■ **What is expected**: Every line of the data must be copied exactly.

■ **Recorded data**:
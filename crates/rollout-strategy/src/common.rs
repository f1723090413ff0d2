//! Helpers shared by every strategy: parallel fan-out deploy/rollback over a
//! node slice, each node's own failure captured rather than propagated.

use rollout_core::node::{DeployRequest, Node, NodeAgent, NodeDeploymentResult, NodeRollbackResult};
use rollout_core::{DeploymentRequest, ExecutionContext};
use std::time::Duration;

pub(crate) fn metadata_value(request: &DeploymentRequest) -> serde_json::Value {
    serde_json::to_value(&request.metadata).unwrap_or_else(|_| serde_json::json!({}))
}

pub(crate) async fn deploy_nodes_parallel(
    nodes: &[Node],
    module: &rollout_core::ModuleRef,
    metadata: &serde_json::Value,
    agent: &dyn NodeAgent,
    ctx: &ExecutionContext,
) -> Vec<NodeDeploymentResult> {
    let futures = nodes.iter().map(|node| {
        let request = DeployRequest {
            module: module.clone(),
            metadata: metadata.clone(),
        };
        async move {
            match agent.deploy_module(node, &request, ctx).await {
                Ok(result) => result,
                Err(e) => NodeDeploymentResult {
                    node_id: node.id,
                    success: false,
                    message: e.to_string(),
                    duration: Duration::ZERO,
                },
            }
        }
    });
    futures::future::join_all(futures).await
}

pub(crate) async fn rollback_nodes_parallel(
    nodes: &[Node],
    module: &rollout_core::ModuleRef,
    agent: &dyn NodeAgent,
) -> Vec<NodeRollbackResult> {
    let futures = nodes.iter().map(|node| async move {
        match agent.rollback_module(node, module).await {
            Ok(result) => result,
            Err(e) => NodeRollbackResult {
                node_id: node.id,
                success: false,
                message: e.to_string(),
            },
        }
    });
    futures::future::join_all(futures).await
}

■ **Answer space**:
filename crates/rollout-strategy/src/common.rs
repository f1723090413ff0d2
//! Helpers shared by every strategy: parallel fan-out deploy/rollback over a
//! node slice, each node's own failure captured rather than propagated.

use rollout_core::node::{DeployRequest, Node, NodeAgent, NodeDeploymentResult, NodeRollbackResult};
use rollout_core::{DeploymentRequest, ExecutionContext};
use std::time::Duration;

pub(crate) fn metadata_value(request: &DeploymentRequest) -> serde_json::Value {
    serde_json::to_value(&request.metadata).unwrap_or_else(|_| serde_json::json!({}))
}

pub(crate) async fn deploy_nodes_parallel(
    nodes: &[Node],
    module: &rollout_core::ModuleRef,
    metadata: &serde_json::Value,
    agent: &dyn NodeAgent,
    ctx: &ExecutionContext,
) -> Vec<NodeDeploymentResult> {
    let futures = nodes.iter().map(|node| {
        let request = DeployRequest {
            module: module.clone(),
            metadata: metadata.clone(),
        };
        async move {
            match agent.deploy_module(node, &request, ctx).await {
                Ok(result) => result,
                Err(e) => NodeDeploymentResult {
                    node_id: node.id,
                    success: false,
                    message: e.to_string(),
                    duration: Duration::ZERO,
                },
            }
        }
    });
    futures::future::join_all(futures).await
}

pub(crate) async fn rollback_nodes_parallel(
    nodes: &[Node],
    module: &rollout_core::ModuleRef,
    agent: &dyn NodeAgent,
) -> Vec<NodeRollbackResult> {
    let futures = nodes.iter().map(|node| async move {
        match agent.rollback_module(node, module).await {
            Ok(result) => result,
            Err(e) => NodeRollbackResult {
                node_id: node.id,
                success: false,
                message: e.to_string(),
            },
        }
    });
    futures::future::join_all(futures).await
}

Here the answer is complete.